De la calculatrice aux lampes de nains de jardin, en passant par les montres ou les gadgets, les parcmètres voire les satellites, les cellules photovoltaïques sont rentrées en force dans les habitats et tous lieux de vie. A l’heure où les énergies renouvelables ont le vent en poupe, où l’économie de chauffage est dans toutes les bouches, où l’écologie n’a jamais été aussi malmenée, les panneaux solaires thermiques se sont faits une place en or sur ce secteur.

Les panneaux solaires sont constitués de cellules photovoltaïques. Dans le principe des piles auto-rechargeables, ces cellules captent la lumière diffusée par le soleil, cette naturelle énergie renouvelable. Il va sans dire que la taille des cellules varie en fonction de l’usage qui en est fait et des besoins énergétiques dans la performance comme dans la durée. Le concept est ingénieux. La composition des cellules est à base de silicium. Deux technologies s’affrontent : le monocristallin, le polycristallin ou amorphe. Le captage de la chaleur des rayons du soleil, ou rayonnement thermique, est transformé en courant électrique.

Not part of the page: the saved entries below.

mod common;

use axum::http::StatusCode;
use chrono::{Duration, Utc};
use serde_json::{Value, json};

use common::{TestApp, id};

/// Warehouse WH1 with zone A and a 2x2x1 grid of bins holding 50 each.
async fn layout(app: &TestApp) -> (Value, Vec<Value>) {
    let (status, warehouse) = app
        .post("/v1/warehouses", json!({ "code": "wh1", "name": "Main warehouse" }))
        .await;
    assert_eq!(status, StatusCode::CREATED, "{warehouse}");
    assert_eq!(warehouse["code"], "WH1");

    let (status, zone) = app
        .post(
            &format!("/v1/warehouses/{}/zones", id(&warehouse)),
            json!({ "code": "A", "name": "Picking" }),
        )
        .await;
    assert_eq!(status, StatusCode::CREATED, "{zone}");

    let (status, generated) = app
        .post(
            &format!("/v1/zones/{}/bins/generate", id(&zone)),
            json!({ "aisles": 2, "shelves_per_aisle": 2, "levels_per_shelf": 1, "capacity": 50 }),
        )
        .await;
    assert_eq!(status, StatusCode::CREATED, "{generated}");
    assert_eq!(generated["created"], 4);

    let bins = generated["bins"].as_array().unwrap().clone();
    (zone, bins)
}

async fn variant(app: &TestApp, sku: &str, price_cents: i64) -> Value {
    let (status, product) = app
        .post("/v1/products", json!({ "name": format!("Product {sku}") }))
        .await;
    assert_eq!(status, StatusCode::CREATED, "{product}");

    let (status, variant) = app
        .post(
            &format!("/v1/products/{}/variants", id(&product)),
            json!({ "sku": sku, "name": format!("Variant {sku}"), "price_cents": price_cents }),
        )
        .await;
    assert_eq!(status, StatusCode::CREATED, "{variant}");
    variant
}

async fn receive(app: &TestApp, variant: &Value, bin: &Value, quantity: i32) -> Value {
    let (status, movement) = app
        .post(
            "/v1/movements",
            json!({
                "movement_type": "INBOUND",
                "quantity": quantity,
                "variant_id": id(variant),
                "to_bin_id": id(bin),
                "reference": "PO-42",
            }),
        )
        .await;
    assert_eq!(status, StatusCode::CREATED, "{movement}");
    movement
}

#[tokio::test]
async fn generating_bins_twice_skips_existing_addresses() {
    let app = TestApp::new().await;
    let (zone, bins) = layout(&app).await;
    assert_eq!(bins[0]["address"], "A-01-01-01");

    let (status, again) = app
        .post(
            &format!("/v1/zones/{}/bins/generate", id(&zone)),
            json!({ "aisles": 3, "shelves_per_aisle": 2, "levels_per_shelf": 1, "capacity": 50 }),
        )
        .await;
    assert_eq!(status, StatusCode::CREATED);
    assert_eq!(again["created"], 2);
    assert_eq!(again["skipped"], 4);

    let (_, listed) = app.get(&format!("/v1/zones/{}/bins", id(&zone))).await;
    assert_eq!(listed.as_array().unwrap().len(), 6);
}

#[tokio::test]
async fn movements_track_stock_per_bin() {
    let app = TestApp::new().await;
    let (zone, bins) = layout(&app).await;
    let shirt = variant(&app, "SHIRT-M", 4_990).await;

    let received = receive(&app, &shirt, &bins[0], 30).await;
    let item_id = received["item_id"].as_str().unwrap().to_string();

    let (status, _) = app
        .post(
            "/v1/movements",
            json!({
                "movement_type": "INBOUND",
                "quantity": 21,
                "variant_id": id(&shirt),
                "to_bin_id": id(&bins[0]),
            }),
        )
        .await;
    assert_eq!(status, StatusCode::BAD_REQUEST, "bin capacity is 50");

    let (status, transfer) = app
        .post(
            "/v1/movements",
            json!({
                "movement_type": "TRANSFER",
                "quantity": 10,
                "item_id": item_id,
                "to_bin_id": id(&bins[1]),
            }),
        )
        .await;
    assert_eq!(status, StatusCode::CREATED, "{transfer}");
    assert_eq!(transfer["from_bin_id"], bins[0]["id"]);

    let (status, _) = app
        .post(
            "/v1/movements",
            json!({ "movement_type": "LOSS", "quantity": 1, "item_id": item_id }),
        )
        .await;
    assert_eq!(status, StatusCode::BAD_REQUEST, "losses need a reason");

    let (status, stock) = app.get(&format!("/v1/variants/{}/stock", id(&shirt))).await;
    assert_eq!(status, StatusCode::OK);
    assert_eq!(stock["total_quantity"], 30);
    assert_eq!(stock["bins"].as_array().unwrap().len(), 2);

    let (_, bin) = app.get(&format!("/v1/bins/{}", id(&bins[0]))).await;
    assert_eq!(bin["current_occupancy"], 20);
    assert_eq!(bin["available_capacity"], 30);

    let (status, occupancy) = app.get(&format!("/v1/zones/{}/occupancy", id(&zone))).await;
    assert_eq!(status, StatusCode::OK);
    assert_eq!(occupancy["total_bins"], 4);
    assert_eq!(occupancy["total_capacity"], 200);
    assert_eq!(occupancy["total_occupancy"], 30);

    let (_, history) = app
        .get(&format!("/v1/movements?variant_id={}", id(&shirt)))
        .await;
    assert_eq!(history["meta"]["total"], 2);
}

#[tokio::test]
async fn blocked_bins_refuse_stock() {
    let app = TestApp::new().await;
    let (_, bins) = layout(&app).await;
    let shirt = variant(&app, "SHIRT-M", 4_990).await;
    let uri = format!("/v1/bins/{}", id(&bins[2]));

    let (status, _) = app.post(&format!("{uri}/block"), json!({ "reason": "" })).await;
    assert_eq!(status, StatusCode::BAD_REQUEST);
    let (status, blocked) = app
        .post(&format!("{uri}/block"), json!({ "reason": "Damaged shelf" }))
        .await;
    assert_eq!(status, StatusCode::OK);
    assert_eq!(blocked["is_blocked"], true);

    let (status, _) = app
        .post(
            "/v1/movements",
            json!({
                "movement_type": "INBOUND",
                "quantity": 1,
                "variant_id": id(&shirt),
                "to_bin_id": id(&bins[2]),
            }),
        )
        .await;
    assert_eq!(status, StatusCode::BAD_REQUEST);

    let (status, _) = app.post(&format!("{uri}/unblock"), json!({})).await;
    assert_eq!(status, StatusCode::OK);
    receive(&app, &shirt, &bins[2], 1).await;
}

#[tokio::test]
async fn catalog_rules() {
    let app = TestApp::new().await;

    let (_, apparel) = app.post("/v1/categories", json!({ "name": "Apparel" })).await;
    let (status, shirts) = app
        .post(
            "/v1/categories",
            json!({ "name": "Shirts", "parent_id": id(&apparel) }),
        )
        .await;
    assert_eq!(status, StatusCode::CREATED);

    let (status, _) = app.post("/v1/categories", json!({ "name": "apparel" })).await;
    assert_eq!(status, StatusCode::CONFLICT, "slugs are unique");

    let (status, tree) = app.get("/v1/categories/tree").await;
    assert_eq!(status, StatusCode::OK);
    let roots = tree.as_array().unwrap();
    assert_eq!(roots.len(), 1);
    assert_eq!(roots[0]["children"][0]["name"], "Shirts");

    let (status, _) = app.delete(&format!("/v1/categories/{}", id(&apparel))).await;
    assert_eq!(status, StatusCode::BAD_REQUEST, "has a subcategory");

    variant(&app, "SHIRT-M", 4_990).await;
    let (_, product) = app.post("/v1/products", json!({ "name": "Other" })).await;
    let (status, _) = app
        .post(
            &format!("/v1/products/{}/variants", id(&product)),
            json!({ "sku": "SHIRT-M", "name": "Duplicate", "price_cents": 100 }),
        )
        .await;
    assert_eq!(status, StatusCode::CONFLICT, "SKUs are unique");

    let (status, _) = app.delete(&format!("/v1/categories/{}", id(&shirts))).await;
    assert_eq!(status, StatusCode::NO_CONTENT);
}

#[tokio::test]
async fn volumes_pack_ship_and_return() {
    let app = TestApp::new().await;
    let (_, bins) = layout(&app).await;
    let shirt = variant(&app, "SHIRT-M", 4_990).await;
    let received = receive(&app, &shirt, &bins[0], 10).await;

    let (status, volume) = app
        .post("/v1/volumes", json!({ "destination": "Store 12" }))
        .await;
    assert_eq!(status, StatusCode::CREATED);
    assert_eq!(volume["status"], "OPEN");
    let uri = format!("/v1/volumes/{}", id(&volume));

    let (status, _) = app.post(&format!("{uri}/close"), json!({})).await;
    assert_eq!(status, StatusCode::BAD_REQUEST, "empty volumes stay open");

    let (status, _) = app
        .post(
            &format!("{uri}/items"),
            json!({ "item_id": received["item_id"], "quantity": 11 }),
        )
        .await;
    assert_eq!(status, StatusCode::BAD_REQUEST, "more than the item holds");

    let (status, line) = app
        .post(
            &format!("{uri}/items"),
            json!({ "item_id": received["item_id"], "quantity": 4 }),
        )
        .await;
    assert_eq!(status, StatusCode::CREATED);

    let (status, packing) = app.get(&format!("{uri}/packing-list")).await;
    assert_eq!(status, StatusCode::OK);
    assert_eq!(packing["total_quantity"], 4);
    assert_eq!(packing["lines"][0]["sku"], "SHIRT-M");
    assert_eq!(packing["lines"][0]["bin_address"], "A-01-01-01");

    let (status, _) = app.post(&format!("{uri}/deliver"), json!({})).await;
    assert_eq!(status, StatusCode::BAD_REQUEST, "only closed volumes ship");

    let (_, closed) = app.post(&format!("{uri}/close"), json!({})).await;
    assert_eq!(closed["status"], "CLOSED");

    let (status, _) = app.delete(&format!("{uri}/items/{}", id(&line))).await;
    assert_eq!(status, StatusCode::BAD_REQUEST, "closed volumes are sealed");

    let (_, delivered) = app.post(&format!("{uri}/deliver"), json!({})).await;
    assert_eq!(delivered["status"], "DELIVERED");
    let (_, returned) = app.post(&format!("{uri}/return"), json!({})).await;
    assert_eq!(returned["status"], "RETURNED");

    let (status, detail) = app.get(&uri).await;
    assert_eq!(status, StatusCode::OK);
    assert_eq!(detail["items"].as_array().unwrap().len(), 1);
}

#[tokio::test]
async fn unknown_volumes_have_their_own_error_code() {
    let app = TestApp::new().await;

    let (status, body) = app
        .get(&format!("/v1/volumes/{}", uuid::Uuid::new_v4()))
        .await;
    assert_eq!(status, StatusCode::NOT_FOUND);
    assert_eq!(body["error"]["code"], "volume_not_found");
}

#[tokio::test]
async fn customers_are_unique_by_document() {
    let app = TestApp::new().await;

    let (status, customer) = app
        .post(
            "/v1/customers",
            json!({ "name": "Initech", "document": "12.345.678/0001-90", "customer_type": "BUSINESS" }),
        )
        .await;
    assert_eq!(status, StatusCode::CREATED);
    assert_eq!(customer["customer_type"], "BUSINESS");

    let (status, _) = app
        .post(
            "/v1/customers",
            json!({ "name": "Initech again", "document": "12.345.678/0001-90" }),
        )
        .await;
    assert_eq!(status, StatusCode::CONFLICT);

    let (_, found) = app.get("/v1/customers?search=initech").await;
    assert_eq!(found["meta"]["total"], 1);

    let (status, _) = app.delete(&format!("/v1/customers/{}", id(&customer))).await;
    assert_eq!(status, StatusCode::NO_CONTENT);
    let (_, found) = app.get("/v1/customers").await;
    assert_eq!(found["meta"]["total"], 0);
}

#[tokio::test]
async fn quotes_pick_the_best_running_promotion() {
    let app = TestApp::new().await;
    let shirt = variant(&app, "SHIRT-M", 10_000).await;
    let now = Utc::now();

    let (status, _) = app
        .post(
            "/v1/promotions",
            json!({
                "variant_id": id(&shirt),
                "name": "Broken",
                "discount_type": "PERCENTAGE",
                "discount_value": 150,
                "starts_at": now - Duration::days(1),
                "ends_at": now + Duration::days(1),
            }),
        )
        .await;
    assert_eq!(status, StatusCode::BAD_REQUEST);

    for (name, kind, value) in [
        ("Ten percent", "PERCENTAGE", 10),
        ("Fifteen off", "FIXED_AMOUNT", 1_500),
    ] {
        let (status, _) = app
            .post(
                "/v1/promotions",
                json!({
                    "variant_id": id(&shirt),
                    "name": name,
                    "discount_type": kind,
                    "discount_value": value,
                    "starts_at": now - Duration::days(1),
                    "ends_at": now + Duration::days(1),
                }),
            )
            .await;
        assert_eq!(status, StatusCode::CREATED);
    }

    let (status, quote) = app
        .get(&format!("/v1/variants/{}/promotions/quote", id(&shirt)))
        .await;
    assert_eq!(status, StatusCode::OK);
    assert_eq!(quote["base_price_cents"], 10_000);
    assert_eq!(quote["final_price_cents"], 8_500);
    assert_eq!(quote["promotion"]["name"], "Fifteen off");
}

Toute cette fantastique énergie se doit d’être stockée pour être utilisée au compte-gouttes en fonction des besoins, notamment à l’occasion des périodes moins ensoleillées, ou bien pendant la nuit. Il n’y a pas de cellules photovoltaïques sans batterie ou condensateur. Une diode sera nécessaire pour éviter le déchargement de cette électricité ainsi conservée.

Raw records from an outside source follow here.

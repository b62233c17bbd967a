//! Application configuration management.
//!
//! This module handles loading configuration from environment variables.
//! It uses the `envy` crate to automatically deserialize environment variables into a type-safe struct.

use serde::Deserialize;

/// Where uploaded files are written.
#[derive(Debug, Clone, Copy, PartialEq, Eq, Deserialize)]
#[serde(rename_all = "lowercase")]
pub enum StorageDriver {
    Local,
    S3,
}

/// Application configuration loaded from environment variables.
///
/// # Environment Variables
///
/// - `DATABASE_URL` (required): PostgreSQL connection string
/// - `AUDIT_SIGNING_SECRET` (required): HMAC key for audit log signatures
/// - `SERVER_PORT` (optional): HTTP server port, defaults to 3000
/// - `REDIS_URL` (optional): shared rate-limit counters; in-process counters when unset
/// - `STORAGE_DRIVER` (optional): `local` (default) or `s3`
///
/// See the field list for the remaining optional keys.
#[derive(Debug, Clone, Deserialize)]
pub struct Config {
    pub database_url: String,

    #[serde(default = "default_port")]
    pub server_port: u16,

    #[serde(default = "default_max_connections")]
    pub database_max_connections: u32,

    pub audit_signing_secret: String,

    #[serde(default)]
    pub redis_url: Option<String>,

    #[serde(default = "default_rate_limit_requests")]
    pub rate_limit_requests: u64,

    #[serde(default = "default_rate_limit_window_secs")]
    pub rate_limit_window_secs: u64,

    #[serde(default = "default_storage_driver")]
    pub storage_driver: StorageDriver,

    #[serde(default = "default_storage_local_dir")]
    pub storage_local_dir: String,

    #[serde(default = "default_storage_public_base_url")]
    pub storage_public_base_url: String,

    #[serde(default)]
    pub s3_base_url: Option<String>,

    #[serde(default)]
    pub s3_bucket: Option<String>,

    #[serde(default)]
    pub s3_bearer_token: Option<String>,

    #[serde(default = "default_upload_max_bytes")]
    pub upload_max_bytes: u64,

    #[serde(default = "default_webhook_timeout_secs")]
    pub webhook_timeout_secs: u64,

    #[serde(default)]
    pub bootstrap_tenant_name: Option<String>,

    #[serde(default)]
    pub bootstrap_admin_email: Option<String>,

    #[serde(default)]
    pub bootstrap_admin_key: Option<String>,
}

/// Default port if SERVER_PORT environment variable is not set.
fn default_port() -> u16 {
    3000
}

fn default_max_connections() -> u32 {
    5
}

fn default_rate_limit_requests() -> u64 {
    100
}

fn default_rate_limit_window_secs() -> u64 {
    60
}

fn default_storage_driver() -> StorageDriver {
    StorageDriver::Local
}

fn default_storage_local_dir() -> String {
    "./uploads".to_string()
}

fn default_storage_public_base_url() -> String {
    "/files".to_string()
}

/// 10 MiB
fn default_upload_max_bytes() -> u64 {
    10 * 1024 * 1024
}

fn default_webhook_timeout_secs() -> u64 {
    5
}

/// Configuration could not be loaded or is inconsistent.
#[derive(Debug, thiserror::Error)]
pub enum ConfigError {
    #[error(transparent)]
    Env(#[from] envy::Error),

    #[error("{0}")]
    Invalid(String),
}

impl Config {
    /// Load configuration from environment variables.
    ///
    /// This method first attempts to load a `.env` file (which is optional),
    /// then reads environment variables and deserializes them into a Config struct.
    ///
    /// # Errors
    ///
    /// Returns an error if:
    /// - Required environment variables are missing (e.g., DATABASE_URL)
    /// - Environment variable values cannot be parsed into expected types
    /// - The loaded values are inconsistent (see [`Config::validate`])
    pub fn from_env() -> Result<Self, ConfigError> {
        // Try to load .env file if it exists (does nothing if not found)
        dotenvy::dotenv().ok();

        // Field names are automatically converted: database_url -> DATABASE_URL
        let config = envy::from_env::<Config>()?;
        config.validate()?;
        Ok(config)
    }

    /// Build configuration from explicit `KEY=value` pairs instead of the process environment.
    pub fn from_pairs<I, K, V>(pairs: I) -> Result<Self, ConfigError>
    where
        I: IntoIterator<Item = (K, V)>,
        K: Into<String>,
        V: Into<String>,
    {
        let config = envy::from_iter::<_, Config>(
            pairs.into_iter().map(|(k, v)| (k.into(), v.into())),
        )?;
        config.validate()?;
        Ok(config)
    }

    /// Check cross-field constraints envy cannot express.
    pub fn validate(&self) -> Result<(), ConfigError> {
        if self.audit_signing_secret.len() < 16 {
            return Err(ConfigError::Invalid(
                "AUDIT_SIGNING_SECRET must be at least 16 bytes".to_string(),
            ));
        }

        if self.rate_limit_requests == 0 || self.rate_limit_window_secs == 0 {
            return Err(ConfigError::Invalid(
                "RATE_LIMIT_REQUESTS and RATE_LIMIT_WINDOW_SECS must be positive".to_string(),
            ));
        }

        if self.storage_driver == StorageDriver::S3
            && (self.s3_base_url.is_none() || self.s3_bucket.is_none())
        {
            return Err(ConfigError::Invalid(
                "S3_BASE_URL and S3_BUCKET are required when STORAGE_DRIVER=s3".to_string(),
            ));
        }

        Ok(())
    }
}

#[cfg(test)]
mod tests {
    use super::*;

    const SECRET: &str = "0123456789abcdef0123";

    #[test]
    fn applies_defaults() {
        let config = Config::from_pairs([
            ("DATABASE_URL", "postgres://localhost/erp"),
            ("AUDIT_SIGNING_SECRET", SECRET),
        ])
        .unwrap();

        assert_eq!(config.server_port, 3000);
        assert_eq!(config.rate_limit_requests, 100);
        assert_eq!(config.storage_driver, StorageDriver::Local);
        assert!(config.redis_url.is_none());
    }

    #[test]
    fn rejects_short_audit_secret() {
        let result = Config::from_pairs([
            ("DATABASE_URL", "postgres://localhost/erp"),
            ("AUDIT_SIGNING_SECRET", "short"),
        ]);
        assert!(matches!(result, Err(ConfigError::Invalid(_))));
    }

    #[test]
    fn s3_driver_requires_endpoint() {
        let result = Config::from_pairs([
            ("DATABASE_URL", "postgres://localhost/erp"),
            ("AUDIT_SIGNING_SECRET", SECRET),
            ("STORAGE_DRIVER", "s3"),
        ]);
        assert!(matches!(result, Err(ConfigError::Invalid(_))));
    }

    #[test]
    fn missing_database_url_is_an_env_error() {
        let result = Config::from_pairs([("AUDIT_SIGNING_SECRET", SECRET)]);
        assert!(matches!(result, Err(ConfigError::Env(_))));
    }
}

Les panneaux solaires polycristallins sont capables de générer 120 watts au m2 environ. Ils sont d’un bon rapport qualité/prix. Moins fragiles à la fabrication et à la pose que les panneaux monocristallins, ils sont souvent plébiscités. La raison tient entre autre au fait que les cellules de siliciums sont partielles et reconstituées formant un carré artificiel.

L’importance de la fabrication de ces cellules contribue à leurs prix attractifs. La sensibilité au froid de ces types de panneaux influe sur la performance avec 1 % de perte sur la production. Ces installations sont optimales dans des zones très ensoleillées toute l’année où les nuages sont rares.